What sequencing technology did you use? We've mostly focused on Illumina amplicon sequencing at this point, but we're looking to add more types of analysis to QIIME 2 in the nearish future.

Let me know if that helps!

Lu_Yang · November 22, 2017, 9:55pm

Hi, @ebolyen,
Thanks for your quick response.
My samples are 16S Illumina data. Based on your suggestion, may I know more details about which kind of formate can I use? Because my data are demultiplexed merged paired ended data. Regard it as "Casava 1.8 single-end demultiplexed fastq"?
And later all my data processing are regarded as single ended? Is that appropriate? I am afraid.
I have tried to import it as single ended. And all the processing are regarded as single ended in DADA2. But the result seems not right.
May I have a way out?

Thanks!

ebolyen · November 22, 2017, 10:05pm

Hey @Lu_Yang,

We actually have a bunch of features for joined data which will be in the next release. But basically, yes that will work soon, you'll just be specifying a slightly different semantic type (SampleData[JoinedSequencesWithQuality]).

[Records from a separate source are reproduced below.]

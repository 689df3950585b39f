//! In-memory backend driven by a JSON inventory file
//!
//! Mutations are applied to the loaded inventory and appended to a log so a
//! rehearsal run can be inspected afterwards.

use serde::{Deserialize, Serialize};
use std::collections::HashMap;
use std::path::Path;
use std::sync::Mutex;
use tracing::{debug, info};

use super::{async_trait, ComputeControl, DatabaseControl, StorageControl};
use crate::error::{OptimizerError, Result};
use crate::metrics::{MetricQuery, MetricsSource};
use crate::models::{
    AccessTier, BlobItem, Database, DatabaseEngine, PowerState, Scope, StorageAccount,
    VirtualMachine,
};

/// VM entry with its current power state
#[derive(Debug, Clone, PartialEq, Serialize, Deserialize)]
pub struct InventoryVm {
    #[serde(flatten)]
    pub vm: VirtualMachine,
    #[serde(default = "default_power_state")]
    pub power_state: PowerState,
}

fn default_power_state() -> PowerState {
    PowerState::Running
}

/// Storage account entry with its blobs
#[derive(Debug, Clone, PartialEq, Serialize, Deserialize)]
pub struct InventoryStorageAccount {
    #[serde(flatten)]
    pub account: StorageAccount,
    #[serde(default)]
    pub blobs: Vec<BlobItem>,
}

/// Resources and metric series known to the inventory backend
///
/// `metrics` maps a resource id to series keyed by metric name. A key of the
/// form `"<metric>:<Aggregation>"` takes precedence over the bare name for
/// that aggregation.
#[derive(Debug, Clone, Default, PartialEq, Serialize, Deserialize)]
pub struct Inventory {
    #[serde(default)]
    pub virtual_machines: Vec<InventoryVm>,
    #[serde(default)]
    pub storage_accounts: Vec<InventoryStorageAccount>,
    #[serde(default)]
    pub databases: Vec<Database>,
    #[serde(default)]
    pub metrics: HashMap<String, HashMap<String, Vec<f64>>>,
}

/// Mutation applied through the inventory backend
#[derive(Debug, Clone, PartialEq, Serialize, Deserialize)]
#[serde(tag = "type", rename_all = "snake_case")]
pub enum Mutation {
    Deallocate { vm: String },
    Resize { vm: String, size: String },
    Start { vm: String },
    SetTier {
        account: String,
        blob: String,
        tier: AccessTier,
    },
    SetServiceObjective { database: String, objective: String },
}

pub struct InventoryBackend {
    state: Mutex<Inventory>,
    mutations: Mutex<Vec<Mutation>>,
}

impl InventoryBackend {
    pub fn new(inventory: Inventory) -> Self {
        Self {
            state: Mutex::new(inventory),
            mutations: Mutex::new(Vec::new()),
        }
    }

    /// Load an inventory from a JSON file
    pub fn load(path: &Path) -> Result<Self> {
        let content = std::fs::read_to_string(path)
            .map_err(|e| OptimizerError::Inventory(format!("{}: {}", path.display(), e)))?;
        let inventory: Inventory = serde_json::from_str(&content)
            .map_err(|e| OptimizerError::Inventory(format!("{}: {}", path.display(), e)))?;

        info!(
            path = %path.display(),
            vms = inventory.virtual_machines.len(),
            storage_accounts = inventory.storage_accounts.len(),
            databases = inventory.databases.len(),
            "Loaded inventory"
        );
        Ok(Self::new(inventory))
    }

    /// Current state of the inventory, including applied mutations
    pub fn snapshot(&self) -> Inventory {
        self.state.lock().unwrap_or_else(|e| e.into_inner()).clone()
    }

    /// Mutations applied so far, in order
    pub fn mutations(&self) -> Vec<Mutation> {
        self.mutations
            .lock()
            .unwrap_or_else(|e| e.into_inner())
            .clone()
    }

    fn record(&self, mutation: Mutation) {
        debug!(mutation = ?mutation, "Inventory mutation");
        self.mutations
            .lock()
            .unwrap_or_else(|e| e.into_inner())
            .push(mutation);
    }

    fn with_vm<T>(&self, vm: &VirtualMachine, f: impl FnOnce(&mut InventoryVm) -> T) -> Result<T> {
        let mut state = self.state.lock().unwrap_or_else(|e| e.into_inner());
        state
            .virtual_machines
            .iter_mut()
            .find(|entry| entry.vm.id == vm.id)
            .map(f)
            .ok_or_else(|| OptimizerError::NotFound(vm.id.clone()))
    }
}

#[async_trait]
impl ComputeControl for InventoryBackend {
    async fn list_vms(&self, scope: &Scope) -> Result<Vec<VirtualMachine>> {
        let state = self.state.lock().unwrap_or_else(|e| e.into_inner());
        Ok(state
            .virtual_machines
            .iter()
            .filter(|entry| scope.matches(&entry.vm.resource_group, &entry.vm.name))
            .map(|entry| entry.vm.clone())
            .collect())
    }

    async fn power_state(&self, vm: &VirtualMachine) -> Result<PowerState> {
        self.with_vm(vm, |entry| entry.power_state)
    }

    async fn deallocate(&self, vm: &VirtualMachine) -> Result<()> {
        self.with_vm(vm, |entry| entry.power_state = PowerState::Deallocated)?;
        self.record(Mutation::Deallocate {
            vm: vm.name.clone(),
        });
        Ok(())
    }

    async fn resize(&self, vm: &VirtualMachine, size: &str) -> Result<()> {
        self.with_vm(vm, |entry| entry.vm.size = size.to_string())?;
        self.record(Mutation::Resize {
            vm: vm.name.clone(),
            size: size.to_string(),
        });
        Ok(())
    }

    async fn start(&self, vm: &VirtualMachine) -> Result<()> {
        self.with_vm(vm, |entry| entry.power_state = PowerState::Running)?;
        self.record(Mutation::Start {
            vm: vm.name.clone(),
        });
        Ok(())
    }
}

#[async_trait]
impl StorageControl for InventoryBackend {
    async fn list_accounts(&self, scope: &Scope) -> Result<Vec<StorageAccount>> {
        let state = self.state.lock().unwrap_or_else(|e| e.into_inner());
        Ok(state
            .storage_accounts
            .iter()
            .filter(|entry| scope.matches(&entry.account.resource_group, &entry.account.name))
            .map(|entry| entry.account.clone())
            .collect())
    }

    async fn list_blobs(&self, account: &StorageAccount) -> Result<Vec<BlobItem>> {
        let state = self.state.lock().unwrap_or_else(|e| e.into_inner());
        state
            .storage_accounts
            .iter()
            .find(|entry| entry.account.id == account.id)
            .map(|entry| entry.blobs.clone())
            .ok_or_else(|| OptimizerError::NotFound(account.id.clone()))
    }

    async fn set_blob_tier(
        &self,
        account: &StorageAccount,
        blob: &BlobItem,
        tier: AccessTier,
    ) -> Result<()> {
        {
            let mut state = self.state.lock().unwrap_or_else(|e| e.into_inner());
            let entry = state
                .storage_accounts
                .iter_mut()
                .find(|entry| entry.account.id == account.id)
                .ok_or_else(|| OptimizerError::NotFound(account.id.clone()))?;
            let target = entry
                .blobs
                .iter_mut()
                .find(|b| b.container == blob.container && b.name == blob.name)
                .ok_or_else(|| OptimizerError::NotFound(blob.path()))?;
            target.tier = tier;
        }

        self.record(Mutation::SetTier {
            account: account.name.clone(),
            blob: blob.path(),
            tier,
        });
        Ok(())
    }
}

#[async_trait]
impl DatabaseControl for InventoryBackend {
    async fn list_databases(&self, scope: &Scope) -> Result<Vec<Database>> {
        let state = self.state.lock().unwrap_or_else(|e| e.into_inner());
        Ok(state
            .databases
            .iter()
            .filter(|db| scope.matches(&db.resource_group, &db.name))
            .cloned()
            .collect())
    }

    async fn set_service_objective(
        &self,
        database: &Database,
        objective: &str,
        _edition: Option<&str>,
    ) -> Result<()> {
        {
            let mut state = self.state.lock().unwrap_or_else(|e| e.into_inner());
            let entry = state
                .databases
                .iter_mut()
                .find(|db| db.id == database.id)
                .ok_or_else(|| OptimizerError::NotFound(database.id.clone()))?;
            match &mut entry.engine {
                DatabaseEngine::Sql {
                    service_objective, ..
                } => *service_objective = objective.to_string(),
                DatabaseEngine::Cosmos { .. } => {
                    return Err(OptimizerError::Unsupported(format!(
                        "{} has no service objective",
                        database.name
                    )))
                }
            }
        }

        self.record(Mutation::SetServiceObjective {
            database: database.name.clone(),
            objective: objective.to_string(),
        });
        Ok(())
    }
}

#[async_trait]
impl MetricsSource for InventoryBackend {
    async fn query(&self, query: &MetricQuery<'_>) -> Result<Vec<f64>> {
        let state = self.state.lock().unwrap_or_else(|e| e.into_inner());
        let Some(series) = state.metrics.get(query.resource_id) else {
            return Ok(Vec::new());
        };

        let qualified = format!("{}:{}", query.metric, query.aggregation);
        let points = series
            .get(&qualified)
            .or_else(|| series.get(query.metric))
            .cloned()
            .unwrap_or_default();
        Ok(points)
    }
}
//! Database scaling recommendation
//!
//! DTU databases get a strict "highly underutilized" band that selects the
//! next-lower service objective; request-unit stores only ever produce
//! advisory actions.

use serde::{Deserialize, Serialize};

use crate::config::DatabaseSettings;
use crate::models::{
    Confidence, Database, DatabaseAction, DatabaseEngine, Recommendation, UtilizationSample,
};
use crate::tables::DtuTable;

/// Recommendation plus the action tag the mutator dispatches on
#[derive(Debug, Clone, PartialEq, Serialize, Deserialize)]
pub struct DatabaseRecommendation {
    pub recommendation: Recommendation,
    pub action: DatabaseAction,
}

impl DatabaseRecommendation {
    fn keep(recommendation: Recommendation) -> Self {
        Self {
            recommendation,
            action: DatabaseAction::None,
        }
    }
}

#[derive(Debug, Clone)]
pub struct DatabaseRecommender {
    tiers: DtuTable,
    settings: DatabaseSettings,
}

impl DatabaseRecommender {
    pub fn new(settings: &DatabaseSettings) -> Self {
        Self {
            tiers: DtuTable::from(settings),
            settings: settings.clone(),
        }
    }

    pub fn tiers(&self) -> &DtuTable {
        &self.tiers
    }

    pub fn recommend(&self, database: &Database, sample: &UtilizationSample) -> DatabaseRecommendation {
        match &database.engine {
            DatabaseEngine::Sql {
                service_objective, ..
            } => self.recommend_dtu(service_objective, sample),
            DatabaseEngine::Cosmos { .. } => {
                self.recommend_ru(&database.current_configuration(), sample)
            }
        }
    }

    fn recommend_dtu(&self, current: &str, sample: &UtilizationSample) -> DatabaseRecommendation {
        let s = &self.settings;
        let avg = sample.average_percent;

        if avg < s.highly_underutilized_percent
            && sample.data_points > s.min_samples_strict
            && sample.daily_connections() < s.max_daily_connections
        {
            let Some(tier) = self.tiers.get(current) else {
                return DatabaseRecommendation::keep(Recommendation::keep(
                    current,
                    format!("Highly underutilized but no tier data for {}", current),
                    Confidence::Medium,
                ));
            };

            return match self.tiers.next_lower(tier) {
                Some(target) => DatabaseRecommendation {
                    recommendation: Recommendation {
                        current: current.to_string(),
                        recommended: Some(target.name.clone()),
                        reason: format!(
                            "Highly underutilized: average DTU {:.1}%, {:.1} connections/day",
                            avg,
                            sample.daily_connections()
                        ),
                        estimated_savings: tier.monthly_cost - target.monthly_cost,
                        confidence: Confidence::High,
                        should_optimize: true,
                    },
                    action: DatabaseAction::ScaleDown,
                },
                None => DatabaseRecommendation::keep(Recommendation::keep(
                    current,
                    format!("Highly underutilized but {} is already the lowest tier", current),
                    Confidence::Medium,
                )),
            };
        }

        if avg < s.underutilized_percent && sample.data_points > s.min_samples {
            return DatabaseRecommendation::keep(Recommendation::keep(
                current,
                format!(
                    "Low utilization (average DTU {:.1}%, {} samples); monitor longer",
                    avg, sample.data_points
                ),
                Confidence::Low,
            ));
        }

        if sample.peak_percent > s.scale_up_peak_percent || avg > s.scale_up_average_percent {
            let next_higher = self
                .tiers
                .get(current)
                .and_then(|t| self.tiers.next_higher(t))
                .map(|t| t.name.clone());
            return DatabaseRecommendation {
                recommendation: Recommendation {
                    current: current.to_string(),
                    recommended: next_higher,
                    reason: format!(
                        "Under pressure: average DTU {:.1}%, peak {:.1}%",
                        avg, sample.peak_percent
                    ),
                    estimated_savings: 0.0,
                    confidence: Confidence::Medium,
                    should_optimize: true,
                },
                action: DatabaseAction::IncreaseDtu,
            };
        }

        DatabaseRecommendation::keep(Recommendation::keep(
            current,
            format!("Utilization within range (average DTU {:.1}%)", avg),
            Confidence::High,
        ))
    }

    fn recommend_ru(&self, current: &str, sample: &UtilizationSample) -> DatabaseRecommendation {
        let s = &self.settings;
        let avg = sample.average_percent;

        if avg < s.ru_underutilized_percent && sample.data_points > s.min_samples_strict {
            return DatabaseRecommendation {
                recommendation: Recommendation {
                    current: current.to_string(),
                    recommended: Some("autoscale".to_string()),
                    reason: format!("Low RU consumption ({:.1}%); enable autoscale", avg),
                    estimated_savings: 0.0,
                    confidence: Confidence::Medium,
                    should_optimize: true,
                },
                action: DatabaseAction::EnableAutoScale,
            };
        }

        if avg > s.ru_overutilized_percent {
            return DatabaseRecommendation {
                recommendation: Recommendation {
                    current: current.to_string(),
                    recommended: None,
                    reason: format!("High RU consumption ({:.1}%); increase throughput", avg),
                    estimated_savings: 0.0,
                    confidence: Confidence::Medium,
                    should_optimize: true,
                },
                action: DatabaseAction::IncreaseRu,
            };
        }

        if avg < s.ru_underutilized_percent {
            return DatabaseRecommendation::keep(Recommendation::keep(
                current,
                format!(
                    "Low RU consumption ({:.1}%, {} samples); monitor longer",
                    avg, sample.data_points
                ),
                Confidence::Low,
            ));
        }

        DatabaseRecommendation::keep(Recommendation::keep(
            current,
            format!("RU consumption within range ({:.1}%)", avg),
            Confidence::High,
        ))
    }

    /// Recommendation for an explicitly requested service objective
    pub fn explicit(&self, database: &Database, target: &str) -> DatabaseRecommendation {
        let current = database.current_configuration();
        match &database.engine {
            DatabaseEngine::Sql { .. } if !current.eq_ignore_ascii_case(target) => {
                DatabaseRecommendation {
                    recommendation: Recommendation {
                        current: current.clone(),
                        recommended: Some(target.to_string()),
                        reason: format!("Explicit target service objective {}", target),
                        estimated_savings: self.tiers.savings(&current, target),
                        confidence: Confidence::High,
                        should_optimize: true,
                    },
                    action: DatabaseAction::SetServiceObjective,
                }
            }
            DatabaseEngine::Sql { .. } => DatabaseRecommendation::keep(Recommendation::keep(
                current,
                format!("Already at requested service objective {}", target),
                Confidence::High,
            )),
            DatabaseEngine::Cosmos { .. } => DatabaseRecommendation::keep(Recommendation::keep(
                current,
                "Explicit targets only apply to DTU databases",
                Confidence::Low,
            )),
        }
    }
}

#[cfg(test)]
mod tests {
    use super::*;

    fn sql(objective: &str) -> Database {
        Database {
            id: format!("/sql/{}", objective),
            name: "orders".into(),
            resource_group: "rg".into(),
            engine: DatabaseEngine::Sql {
                server: "sql1".into(),
                service_objective: objective.into(),
            },
        }
    }

    fn cosmos() -> Database {
        Database {
            id: "/cosmos/1".into(),
            name: "catalog".into(),
            resource_group: "rg".into(),
            engine: DatabaseEngine::Cosmos {
                provisioned_ru: Some(4000),
            },
        }
    }

    fn sample(avg: f64, peak: f64, points: usize, connections: f64) -> UtilizationSample {
        UtilizationSample {
            average_percent: avg,
            peak_percent: peak,
            data_points: points,
            connections,
            window_days: 7,
            ..Default::default()
        }
    }

    fn recommender() -> DatabaseRecommender {
        DatabaseRecommender::new(&DatabaseSettings::default())
    }

    #[test]
    fn test_highly_underutilized_scales_to_next_lower_tier() {
        let rec = recommender().recommend(&sql("S2"), &sample(4.0, 12.0, 168, 21.0));
        assert_eq!(rec.action, DatabaseAction::ScaleDown);
        assert_eq!(rec.recommendation.recommended.as_deref(), Some("S1"));
        assert_eq!(rec.recommendation.confidence, Confidence::High);
        assert!((rec.recommendation.estimated_savings - 45.08).abs() < 1e-9);
    }

    #[test]
    fn test_busy_connections_block_strict_band() {
        // 140 connections over 7 days = 20/day
        let rec = recommender().recommend(&sql("S2"), &sample(4.0, 12.0, 168, 140.0));
        assert_eq!(rec.action, DatabaseAction::None);
        assert_eq!(rec.recommendation.confidence, Confidence::Low);
    }

    #[test]
    fn test_strict_band_requires_more_than_48_points() {
        let rec = recommender().recommend(&sql("S2"), &sample(4.0, 12.0, 48, 0.0));
        assert_eq!(rec.action, DatabaseAction::None);
        assert!(!rec.recommendation.should_optimize);
    }

    #[test]
    fn test_lowest_tier_stays() {
        let rec = recommender().recommend(&sql("Basic"), &sample(1.0, 2.0, 168, 0.0));
        assert_eq!(rec.action, DatabaseAction::None);
        assert_eq!(rec.recommendation.confidence, Confidence::Medium);
    }

    #[test]
    fn test_pressure_suggests_increase() {
        let rec = recommender().recommend(&sql("S2"), &sample(60.0, 97.0, 168, 5000.0));
        assert_eq!(rec.action, DatabaseAction::IncreaseDtu);
        assert_eq!(rec.recommendation.recommended.as_deref(), Some("S3"));
    }

    #[test]
    fn test_sustained_average_alone_suggests_increase() {
        let rec = recommender().recommend(&sql("S2"), &sample(85.0, 88.0, 168, 5000.0));
        assert_eq!(rec.action, DatabaseAction::IncreaseDtu);
        assert_eq!(rec.recommendation.recommended.as_deref(), Some("S3"));
        assert_eq!(rec.recommendation.confidence, Confidence::Medium);
    }

    #[test]
    fn test_large_standard_tiers_scale_down_within_edition() {
        let r = recommender();
        for (current, target) in [("S4", "S3"), ("S6", "S4"), ("S7", "S6")] {
            let rec = r.recommend(&sql(current), &sample(2.0, 5.0, 168, 0.0));
            assert_eq!(rec.action, DatabaseAction::ScaleDown);
            assert_eq!(rec.recommendation.recommended.as_deref(), Some(target));
            assert!(rec.recommendation.estimated_savings > 0.0);
        }
    }

    #[test]
    fn test_within_range() {
        let rec = recommender().recommend(&sql("S2"), &sample(45.0, 70.0, 168, 5000.0));
        assert_eq!(rec.action, DatabaseAction::None);
        assert_eq!(rec.recommendation.confidence, Confidence::High);
    }

    #[test]
    fn test_ru_bands() {
        let r = recommender();
        assert_eq!(
            r.recommend(&cosmos(), &sample(5.0, 20.0, 168, 0.0)).action,
            DatabaseAction::EnableAutoScale
        );
        assert_eq!(
            r.recommend(&cosmos(), &sample(85.0, 100.0, 168, 0.0)).action,
            DatabaseAction::IncreaseRu
        );
        assert_eq!(
            r.recommend(&cosmos(), &sample(40.0, 60.0, 168, 0.0)).action,
            DatabaseAction::None
        );
    }

    #[test]
    fn test_explicit_target() {
        let rec = recommender().explicit(&sql("S3"), "S1");
        assert_eq!(rec.action, DatabaseAction::SetServiceObjective);
        assert!((rec.recommendation.estimated_savings - 120.21).abs() < 1e-9);

        let rec = recommender().explicit(&cosmos(), "S1");
        assert_eq!(rec.action, DatabaseAction::None);
    }
}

DADA2 works best if it can denoise the forward and reverse reads independently before merging. It can kind of work with joined data, but it requires the overlapping quality scores to basically match the profile of the quality scores around it and that really depends on what read-joiner you used. (Then there's also the typical trimming and removal of non-biological sequence requirements.)

I would recommend waiting for the 2017.11 release where there should be a few other analysis options that you can use for this data.

Lu_Yang · November 22, 2017, 10:08pm

Hi, @ebolyen,

WOW! Cool! Looking forward to that!
Thanks for your info. I will wait for the new release.
Have a great holiday!

jairideout · November 30, 2017, 7:06pm

The QIIME 2 2017.11 release has expanded support for analyzing paired end reads! See the paired end reads community tutorial for more details.